En medio del bosque de las Erinias se veía una hendidura, cuya boca estaba revestida por un umbral de bronce, y a la que conducían varios caminos. De aquella cueva se contaba desde tiempos remotísimos que era una de las entradas por las que se desciende al Hades. Edipo tomó uno de los senderos, pero sin permitir que la multitud le siguiese hasta la misma gruta. Deteniéndose bajo un árbol hueco, se sentó en una piedra y se desató el cinturón de su sórdido vestido de mendigo. Pidiendo a sus hijas le trajeran agua viva, se lavó de todas las impurezas de su larga peregrinación y se vistió un magnífico ropaje que su hija trajo de una casa cercana. Cuando ya estaba vestido y como rejuvenecido, se oyó el estrépito de un trueno subterráneo. Las muchachas, que hasta entonces habían cuidado a su padre, se arrojaron en sus brazos, y Edipo, oprimiéndolas estrechamente contra su pecho y besándolas, les dijo:
—¡Hijas mías, adiós! A partir de este día ya no tenéis padre.

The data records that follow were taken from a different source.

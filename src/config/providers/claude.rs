use serde::{Deserialize, Serialize};
use url::Url;

use super::UpstreamOverrides;

/// Anthropic Messages API.
#[derive(Debug, Clone, Deserialize, Serialize)]
pub struct ClaudeConfig {
    /// Default: `https://api.anthropic.com/`.
    #[serde(default = "default_base_url")]
    pub base_url: Url,

    /// Env: `CLAUDE_API_KEY`.
    #[serde(default)]
    pub api_key: Option<String>,

    /// Env: `CLAUDE_MODEL`.
    #[serde(default = "default_model")]
    pub model: String,

    /// Value of the `anthropic-version` header. Default: `2023-06-01`.
    #[serde(default = "default_anthropic_version")]
    pub anthropic_version: String,

    #[serde(flatten)]
    pub upstream: UpstreamOverrides,
}

impl Default for ClaudeConfig {
    fn default() -> Self {
        Self {
            base_url: default_base_url(),
            api_key: None,
            model: default_model(),
            anthropic_version: default_anthropic_version(),
            upstream: UpstreamOverrides::default(),
        }
    }
}

fn default_base_url() -> Url {
    Url::parse("https://api.anthropic.com/").expect("valid Anthropic base URL")
}

fn default_model() -> String {
    "claude-3-5-haiku-latest".to_string()
}

fn default_anthropic_version() -> String {
    "2023-06-01".to_string()
}
//! Database module: conversation history persisted in SQLite.
//!
//! Layout:
//! - `models.rs`: Rust structs mirroring DB rows
//! - `schema.rs`: SQL DDL for initializing the database (SQLite-first)
//! - `actor.rs`: the actor owning the pool, plus its cloneable handle

pub mod actor;
pub mod models;
pub mod schema;

pub use models::{DbMessage, NewMessage};
pub use schema::SQLITE_INIT;

pub use actor::{DbActorHandle, spawn};
use async_trait::async_trait;
use kubechat_schema::{AnthropicErrorBody, AnthropicMessagesRequest, AnthropicMessagesResponse};
use reqwest::header::{HeaderMap, HeaderValue};
use url::Url;

use super::upstream_retry::{Upstream, join_endpoint};
use super::{ChatProvider, CompletionRequest, non_empty};
use crate::config::{ClaudeConfig, ProviderKind};
use crate::error::LlmError;

/// Anthropic Messages API. There is no JSON response mode, so `json_mode`
/// relies on the prompt alone.
pub struct ClaudeProvider {
    upstream: Upstream,
    url: Url,
    api_key: String,
    anthropic_version: String,
    model: String,
}

impl ClaudeProvider {
    pub(crate) fn new(cfg: &ClaudeConfig, upstream: Upstream) -> Result<Self, LlmError> {
        let url = join_endpoint(ProviderKind::Claude, &cfg.base_url, "v1/messages")?;
        Ok(Self {
            upstream,
            url,
            api_key: cfg.api_key.clone().unwrap_or_default(),
            anthropic_version: cfg.anthropic_version.clone(),
            model: cfg.model.clone(),
        })
    }

    fn headers(&self) -> HeaderMap {
        let mut headers = HeaderMap::new();
        if let Ok(value) = HeaderValue::from_str(self.api_key.trim()) {
            headers.insert("x-api-key", value);
        }
        if let Ok(value) = HeaderValue::from_str(&self.anthropic_version) {
            headers.insert("anthropic-version", value);
        }
        headers
    }
}

#[async_trait]
impl ChatProvider for ClaudeProvider {
    fn kind(&self) -> ProviderKind {
        ProviderKind::Claude
    }

    fn model(&self) -> &str {
        &self.model
    }

    async fn complete(&self, request: &CompletionRequest) -> Result<String, LlmError> {
        let body = AnthropicMessagesRequest::from_messages(
            self.model.clone(),
            request.max_tokens,
            Some(request.temperature),
            &request.messages,
        );
        let resp: AnthropicMessagesResponse = self
            .upstream
            .post_json::<_, _, AnthropicErrorBody>(&self.url, self.headers(), &body)
            .await?;
        non_empty(ProviderKind::Claude, resp.text().as_deref())
    }
}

Vino a despertarles de aquel abrazo una voz semejante al trueno, que no se sabía si bajaba del cielo o subía del abismo:
—¿Qué esperas, Edipo? ¿Por qué demorarnos todavía?
Al oir el ciego Monarca aquella voz, conociendo que era el dios que le llamaba, se desprendió de los brazos de sus hijas y, llamando ¿unto a sí al rey Teseo, puso en sus manos las de las doncellas en señal de que se obligaba a no abandonarlas jamás. Después ordenó a todos los demás circunstantes que se marchasen sin volverse; sólo Teseo franquearía con él la abierta entrada. Sus hijas y el séquito, obedeciendo a la orden, no se volvieron a mirar hasta haberse alejado buen trecho; entonces vieron que se había producido un gran prodigio. Ni rastro se divisaba del rey Edipo; no se veía ni un relámpago, ni se oía un trueno, ni un remolino de viento; en el aire reinaba la calma más absoluta. Parecía como si el tenebroso umbral del reino de las sombras se hubiese abierto suave y silenciosamente a su paso, y por la grieta el redimido anciano hubiese sido conducido, sin dolor y sin gemidos, como en alas inmateriales, a los abismos insondables. Pero veían a Teseo, resguardándose los ojos con la mano, como si hubiese contemplado una visión divina y deslum-brante. Y le vieron luego cómo levantaba las manos al Cielo, a los Olímpicos, y las bajaba humildemente hasta el suelo, rogando a los dioses del Averno. Después de una breve plegaria, el Rey volvió al lado de las doncellas y, habiéndoles asegurado su paternal protección, regresó con ellas a Atenas, sumido en profundas meditaciones.